§ **Assignment**:
Would you please return the lines of the entries below starting at the line that has "Fixed-class string: same" and ending at the line that has "LeafType::Int32 | LeafType::UInt32", both included, exactly as they are?

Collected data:
☆ ☆ ☆ ☆ ☆ ☆ ☆

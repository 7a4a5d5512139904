/*!
Typed record schema published by each analyzer at startup.

A schema is an ordered list of named [`BinaryValue`] nodes. Each node carries
a recursive subvalue tree whose leaves are [`LeafType`] tags; a node (or a
nested compound) may be marked repeating, in which case the encoded form is
prefixed by a `u32` element count. Sinks read the schema once and can then
reconstruct every row by walking it left-to-right.
*/
use num_enum::{IntoPrimitive, TryFromPrimitive};

/// Leaf type tags. The discriminants are the on-disk tags used in binary
/// flow-file headers.
#[derive(Debug, TryFromPrimitive, IntoPrimitive, PartialEq, Eq, Hash, Copy, Clone)]
#[repr(u32)]
pub enum LeafType {
    Compound = 0,
    Int8 = 1,
    Int16 = 2,
    Int32 = 3,
    Int64 = 4,
    Int128 = 5,
    Int256 = 6,
    UInt8 = 7,
    UInt16 = 8,
    UInt32 = 9,
    UInt64 = 10,
    UInt128 = 11,
    UInt256 = 12,
    Hex8 = 13,
    Hex16 = 14,
    Hex32 = 15,
    Hex64 = 16,
    Hex128 = 17,
    Hex256 = 18,
    Float = 19,
    Double = 20,
    LongDouble = 21,
    Char = 22,
    FlowDirection = 23,
    String = 24,
    /// Fixed-class string: same wire format as [`LeafType::String`], but the
    /// content is machine-generated (hashes, hex ids) rather than free text.
    StringClass = 25,
    Timestamp = 26,
    Duration = 27,
    MacAddr = 28,
    Ip4Addr = 29,
    Ip6Addr = 30,
    IpxAddr = 31,
}

impl LeafType {
    /// Fixed encoded width in bytes, `None` for variable-width leaves
    /// (strings and IpX addresses).
    pub fn fixed_width(self) -> Option<usize> {
        match self {
            LeafType::Int8 | LeafType::UInt8 | LeafType::Hex8 | LeafType::Char => Some(1),
            LeafType::FlowDirection => Some(1),
            LeafType::Int16 | LeafType::UInt16 | LeafType::Hex16 => Some(2),
            LeafType::Int32 | LeafType::UInt32 | LeafType::Hex32 | LeafType::Float => Some(4),
            LeafType::Int64 | LeafType::UInt64 | LeafType::Hex64 | LeafType::Double => Some(8),
            LeafType::Int128 | LeafType::UInt128 | LeafType::Hex128 => Some(16),
            LeafType::Int256 | LeafType::UInt256 | LeafType::Hex256 => Some(32),
            // stored as an f64; the tag only widens the printed precision
            LeafType::LongDouble => Some(8),
            LeafType::Timestamp | LeafType::Duration => Some(12), // u64 secs + u32 frac
            LeafType::MacAddr => Some(6),
            LeafType::Ip4Addr => Some(4),
            LeafType::Ip6Addr => Some(16),
            LeafType::String | LeafType::StringClass | LeafType::IpxAddr | LeafType::Compound => {
                None
            }
        }
    }
}

/// One element of a subvalue tree: either a leaf or a nested compound.
#[derive(Debug, Clone, PartialEq)]
pub struct Subvalue {
    pub leaf: LeafType,
    /// Only non-empty when `leaf == LeafType::Compound`.
    pub children: Vec<Subvalue>,
    /// A nested compound may itself repeat (u32 count prefix).
    pub repeating: bool,
}

impl Subvalue {
    pub fn leaf(leaf: LeafType) -> Subvalue {
        Subvalue { leaf, children: Vec::new(), repeating: false }
    }

    pub fn compound(children: Vec<Subvalue>, repeating: bool) -> Subvalue {
        Subvalue { leaf: LeafType::Compound, children, repeating }
    }
}

/// A named top-level output column.
#[derive(Debug, Clone, PartialEq)]
pub struct BinaryValue {
    pub name: String,
    pub description: String,
    pub repeating: bool,
    pub subvals: Vec<Subvalue>,
}

/// Ordered list of output columns published by one analyzer.
#[derive(Debug, Clone, Default, PartialEq)]
pub struct Schema {
    pub values: Vec<BinaryValue>,
}

macro_rules! append_leaf {
    ($name:ident, $name_r:ident, $leaf:expr) => {
        pub fn $name(&mut self, name: &str, description: &str) -> &mut Self {
            self.append(name, description, false, vec![Subvalue::leaf($leaf)])
        }

        pub fn $name_r(&mut self, name: &str, description: &str) -> &mut Self {
            self.append(name, description, true, vec![Subvalue::leaf($leaf)])
        }
    };
}

impl Schema {
    pub fn new() -> Schema {
        Schema::default()
    }

    pub fn append(
        &mut self,
        name: &str,
        description: &str,
        repeating: bool,
        subvals: Vec<Subvalue>,
    ) -> &mut Self {
        self.values.push(BinaryValue {
            name: name.to_string(),
            description: description.to_string(),
            repeating,
            subvals,
        });
        self
    }

    append_leaf!(append_i8, append_i8_r, LeafType::Int8);
    append_leaf!(append_u8, append_u8_r, LeafType::UInt8);
    append_leaf!(append_u16, append_u16_r, LeafType::UInt16);
    append_leaf!(append_u32, append_u32_r, LeafType::UInt32);
    append_leaf!(append_u64, append_u64_r, LeafType::UInt64);
    append_leaf!(append_h8, append_h8_r, LeafType::Hex8);
    append_leaf!(append_h16, append_h16_r, LeafType::Hex16);
    append_leaf!(append_h32, append_h32_r, LeafType::Hex32);
    append_leaf!(append_h64, append_h64_r, LeafType::Hex64);
    append_leaf!(append_flt, append_flt_r, LeafType::Float);
    append_leaf!(append_dbl, append_dbl_r, LeafType::Double);
    append_leaf!(append_str, append_str_r, LeafType::String);
    append_leaf!(append_strc, append_strc_r, LeafType::StringClass);
    append_leaf!(append_timestamp, append_timestamp_r, LeafType::Timestamp);
    append_leaf!(append_duration, append_duration_r, LeafType::Duration);
    append_leaf!(append_mac, append_mac_r, LeafType::MacAddr);
    append_leaf!(append_ip4, append_ip4_r, LeafType::Ip4Addr);
    append_leaf!(append_ip6, append_ip6_r, LeafType::Ip6Addr);
    append_leaf!(append_ipx, append_ipx_r, LeafType::IpxAddr);

    /// Append a non-repeating tuple of leaves written as one column.
    pub fn append_tuple(
        &mut self,
        name: &str,
        description: &str,
        leaves: &[LeafType],
    ) -> &mut Self {
        self.append(
            name,
            description,
            false,
            leaves.iter().copied().map(Subvalue::leaf).collect(),
        )
    }

    /// Append a repeating tuple (u32 count, then count repetitions of the
    /// leaf sequence).
    pub fn append_tuple_r(
        &mut self,
        name: &str,
        description: &str,
        leaves: &[LeafType],
    ) -> &mut Self {
        self.append(
            name,
            description,
            true,
            leaves.iter().copied().map(Subvalue::leaf).collect(),
        )
    }

    /// Concatenate the columns of several analyzers into one row schema.
    pub fn extend(&mut self, other: Schema) -> &mut Self {
        self.values.extend(other.values);
        self
    }
}

#[cfg(test)]
mod tests {
    use super::*;

    #[test]
    fn test_leaf_tag_round_trip() {
        for tag in 0u32..=31 {
            let leaf = LeafType::try_from(tag).unwrap();
            assert_eq!(u32::from(leaf), tag);
        }
        assert!(LeafType::try_from(32u32).is_err());
    }

    #[test]
    fn test_builder_shapes() {
        let mut schema = Schema::new();
        schema
            .append_h16("bgpStat", "BGP status")
            .append_tuple(
                "bgpSrcAS_dstAS",
                "BGP source and destination AS",
                &[LeafType::UInt32, LeafType::UInt32],
            )
            .append_str_r("sslServerName", "SSL server name");
        assert_eq!(schema.values.len(), 3);
        assert!(!schema.values[0].repeating);
        assert_eq!(schema.values[1].subvals.len(), 2);
        assert!(schema.values[2].repeating);
    }
}
/*!
flowlyzer is a passive network-flow analysis library.

Packets arrive from a capture source, are grouped into bidirectional
flows, and each flow is handed to a chain of protocol analyzers. On flow
termination every analyzer appends its findings to one typed, self-
describing binary row which the bundled translators render as text or
JSON.

The crate provides:
- the [`analyzer`] module with the per-flow analyzers: BGP-4
  ([`analyzer::bgp`]), QUIC with Initial-packet decryption
  ([`analyzer::quic`]) and TLS/SSL with the JA3/JA4 fingerprint family
  ([`analyzer::tls`]), all driven through the [`analyzer::FlowAnalyzer`]
  lifecycle;
- the [`output`] module with the typed record model, the output buffer
  append protocol and the binary→text / binary→JSON translators;
- the [`subnet`] module, a range-encoded IP→(country, ASN, organization)
  lookup engine for IPv4 and IPv6;
- the [`fplist`] module with the sorted fingerprint lists backing JA3/JA4
  name resolution.

# Example

Classify one BGP packet and render the flow row as text:

```
use flowlyzer::analyzer::bgp::{BgpAnalyzer, BgpConfig};
use flowlyzer::analyzer::{FlowAnalyzer, PacketContext};
use flowlyzer::models::{FlowDir, FlowView, L4Proto, PacketView};
use flowlyzer::output::{OutputBuffer, TextFormat, TextTranslator};

let mut bgp = BgpAnalyzer::new(
    BgpConfig::default(),
    Box::new(std::io::sink()),
    Box::new(std::io::sink()),
    None,
).unwrap();
bgp.init(16).unwrap();

let flow = FlowView {
    findex: 1,
    src_ip: "192.0.2.1".parse().unwrap(),
    dst_ip: "192.0.2.2".parse().unwrap(),
    src_port: 33000,
    dst_port: 179,
    vlan: 0,
    l4_proto: L4Proto::Tcp,
    first_seen_secs: 1_700_000_000,
    direction: FlowDir::A,
    opposite: None,
};

// a KEEPALIVE message
let mut l7 = vec![0xff; 16];
l7.extend_from_slice(&19u16.to_be_bytes());
l7.push(4);

let packet = PacketView {
    l7: &l7,
    l7_len: l7.len() as u16,
    ts_secs: 1_700_000_000,
    ts_usecs: 0,
    l4_proto: L4Proto::Tcp,
    first_fragment: true,
    pkt_num: 1,
};

let mut ctx = PacketContext::default();
bgp.on_new_flow(&packet, &flow, 0);
bgp.on_layer4(&packet, &flow, 0, &mut ctx);

let mut row = OutputBuffer::new();
bgp.on_flow_terminate(0, &flow, &mut row);

let translator = TextTranslator::new(TextFormat::default());
let mut line = Vec::new();
translator.write_row(&bgp.print_header(), row.as_slice(), &mut line).unwrap();
assert!(String::from_utf8(line).unwrap().starts_with("0x0001"));
```
*/
pub mod analyzer;
pub mod buffer;
pub mod error;
pub mod fplist;
pub mod models;
pub mod output;
pub mod subnet;

pub use crate::analyzer::{FlowAnalyzer, PacketContext};
pub use crate::buffer::ByteCursor;
pub use crate::error::ParserError;
pub use crate::fplist::FingerprintList;
pub use crate::models::{FlowIndex, FlowView, PacketView, Schema};
pub use crate::output::{JsonTranslator, OutputBuffer, TextTranslator};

☆ ☆ ☆ ☆ ☆ ☆ ☆

§ **Response box**:
    /// Fixed-class string: same wire format as [`LeafType::String`], but the
    /// content is machine-generated (hashes, hex ids) rather than free text.
    StringClass = 25,
    Timestamp = 26,
    Duration = 27,
    MacAddr = 28,
    Ip4Addr = 29,
    Ip6Addr = 30,
    IpxAddr = 31,
}

impl LeafType {
    /// Fixed encoded width in bytes, `None` for variable-width leaves
    /// (strings and IpX addresses).
    pub fn fixed_width(self) -> Option<usize> {
        match self {
            LeafType::Int8 | LeafType::UInt8 | LeafType::Hex8 | LeafType::Char => Some(1),
            LeafType::FlowDirection => Some(1),
            LeafType::Int16 | LeafType::UInt16 | LeafType::Hex16 => Some(2),
            LeafType::Int32 | LeafType::UInt32 | LeafType::Hex32 | LeafType::Float => Some(4),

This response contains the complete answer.